I thought I also heard the Minister say that one of my amendments—I cannot now remember which—would adversely affect the ability to reduce intergenerational fairness because it would remove a delegated power. I am not at all certain, having thought about it, that it would have that effect, but in any case we have already heard very strong arguments for intergenerational fairness mechanisms being in the Bill. I did not hear in the Minister’s reply a lengthy argument against the view of the DPRRC that the powers in Clause 47 are inappropriate. I understand their absence is inconvenient, but it does not address the central argument put forward by the DPRRC that it is inappropriate to create these new schemes entirely by regulation.

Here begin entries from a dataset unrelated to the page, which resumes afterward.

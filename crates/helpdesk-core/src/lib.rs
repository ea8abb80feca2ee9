//! helpdesk-core: ticket lifecycle, role-based authorization, and audit
//! trail for a support helpdesk.
//!
//! The session/web layer is an external collaborator: it authenticates a
//! request against [`store::IdentityStore`], consults [`policy`] for the
//! requested action, invokes one store operation on [`store::Helpdesk`],
//! and renders the result. The [`dashboard`] module is the read side.
//!
//! # Conventions
//!
//! - **Errors**: every fallible operation returns [`error::Result`]; all
//!   kinds are recoverable and none panic.
//! - **Logging**: `tracing` macros at `debug!` on mutations, `info!` on
//!   cross-store coordination; subscribers are the binary's business.
//! - **Time**: stores never read the wall clock directly; they hold a
//!   [`clock::SharedClock`].

pub mod auth;
pub mod clock;
pub mod dashboard;
pub mod error;
pub mod model;
pub mod policy;
pub mod store;

pub use clock::{Clock, ManualClock, SharedClock, SystemClock};
pub use dashboard::DashboardStats;
pub use error::{Error, Result};
pub use model::{
    AgentRef, Category, CategoryId, LogAction, LogEntry, Reply, Role, Status, Ticket, TicketId,
    User, UserId,
};
pub use policy::{Action, Principal};
pub use store::{CategoryRegistry, Helpdesk, IdentityStore, StatusChange, TicketStore, UserUpdate};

To make a general comment about the framework Bill, a lot of what is going on seems to be effectively cutting Parliament out of meaningful participation in critical aspects of scheme design. I understand that there is a need for a strong element of a framework Bill when you are dealing with these kinds of pensions, but it seems wrong to deploy them so widely that Parliament itself is effectively cut out of the process. Parliament is cut out. No matter how many times we mention secondary legislation in this debate, it is clearly the case that we cannot amend and do not reject secondary legislation. It is difficult to see exactly what our participation in secondary legislation would amount to. Having said all that, I beg leave to withdraw the amendment.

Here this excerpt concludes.